■ What to produce
Beneath this line are the data; copy exactly the part of them that opens with the line containing "filename dci_server/src/services/resolver.rs" and closes with the line containing "use crate::repository::Store;", and only that part.

■ Data supplied

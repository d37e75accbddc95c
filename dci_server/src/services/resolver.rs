//! Component-set resolution: exactly one component per requested type.

use std::collections::HashSet;

use uuid::Uuid;

use super::catalog;
use super::context::Context;
use crate::error::{SchedulerError, SchedulerResult};
use crate::repository::Store;

/// Latest active component for every type, failing fast on the first
/// type with no candidate.
pub async fn resolve_by_type<S: Store + ?Sized>(
    ctx: &mut Context<'_, S>,
    topic_id: Uuid,
    types: &[String],
) -> SchedulerResult<Vec<Uuid>> {
    let mut resolved = Vec::with_capacity(types.len());
    for component_type in types {
        let component = catalog::latest_active_component(ctx, topic_id, component_type).await?;
        if resolved.contains(&component.id) {
            return Err(SchedulerError::DuplicateType(component_type.clone()));
        }
        resolved.push(component.id);
    }
    Ok(resolved)
}

/// Validate caller-chosen ids. The count must match the type list, and no
/// two of the components may share a type. Order of `ids` is kept.
pub async fn resolve_by_explicit_ids<S: Store + ?Sized>(
    ctx: &mut Context<'_, S>,
    topic_id: Uuid,
    ids: &[Uuid],
    types: &[String],
) -> SchedulerResult<Vec<Uuid>> {
    if ids.len() != types.len() {
        return Err(SchedulerError::CountMismatch {
            ids: ids.len(),
            types: types.to_vec(),
        });
    }

    let components = catalog::validate_component_ids(ctx, topic_id, ids).await?;

    let mut seen = HashSet::with_capacity(components.len());
    for component in &components {
        if !seen.insert(component.type_.as_str()) {
            return Err(SchedulerError::DuplicateType(component.type_.clone()));
        }
    }
    Ok(ids.to_vec())
}

/// Single entry point used by job creation.
pub async fn resolve<S: Store + ?Sized>(
    ctx: &mut Context<'_, S>,
    topic_id: Uuid,
    types: &[String],
    explicit_ids: &[Uuid],
) -> SchedulerResult<Vec<Uuid>> {
    if explicit_ids.is_empty() {
        resolve_by_type(ctx, topic_id, types).await
    } else {
        resolve_by_explicit_ids(ctx, topic_id, explicit_ids, types).await
    }
}
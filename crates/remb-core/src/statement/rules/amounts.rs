//! Amount coercion for comma-decimal statements.

use rust_decimal::Decimal;
use std::str::FromStr;

use super::patterns::AMOUNT_TEXT;
use crate::error::CoercionError;
use crate::models::care::AmountField;

/// Parse a comma-decimal amount such as `"50,00"` into a non-negative decimal.
///
/// Whole numbers are accepted and widened to two fractional digits.
pub fn parse_amount(field: AmountField, raw: &str) -> Result<Decimal, CoercionError> {
    let invalid = || CoercionError::InvalidAmount {
        field,
        value: raw.to_string(),
    };

    let trimmed = raw.trim();
    if !AMOUNT_TEXT.is_match(trimmed) {
        return Err(invalid());
    }

    let mut amount = Decimal::from_str(&trimmed.replace(',', ".")).map_err(|_| invalid())?;
    if amount.is_sign_negative() {
        return Err(invalid());
    }
    if amount.scale() < 2 {
        amount.rescale(2);
    }

    Ok(amount)
}

/// Format an amount the way statements print it (`1234.5` -> `"1234,50"`).
pub fn format_amount(amount: Decimal) -> String {
    format!("{:.2}", amount).replace('.', ",")
}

■ The completed task
filename dci_server/src/services/resolver.rs
//! Component-set resolution: exactly one component per requested type.

use std::collections::HashSet;

use uuid::Uuid;

use super::catalog;
use super::context::Context;
use crate::error::{SchedulerError, SchedulerResult};
use crate::repository::Store;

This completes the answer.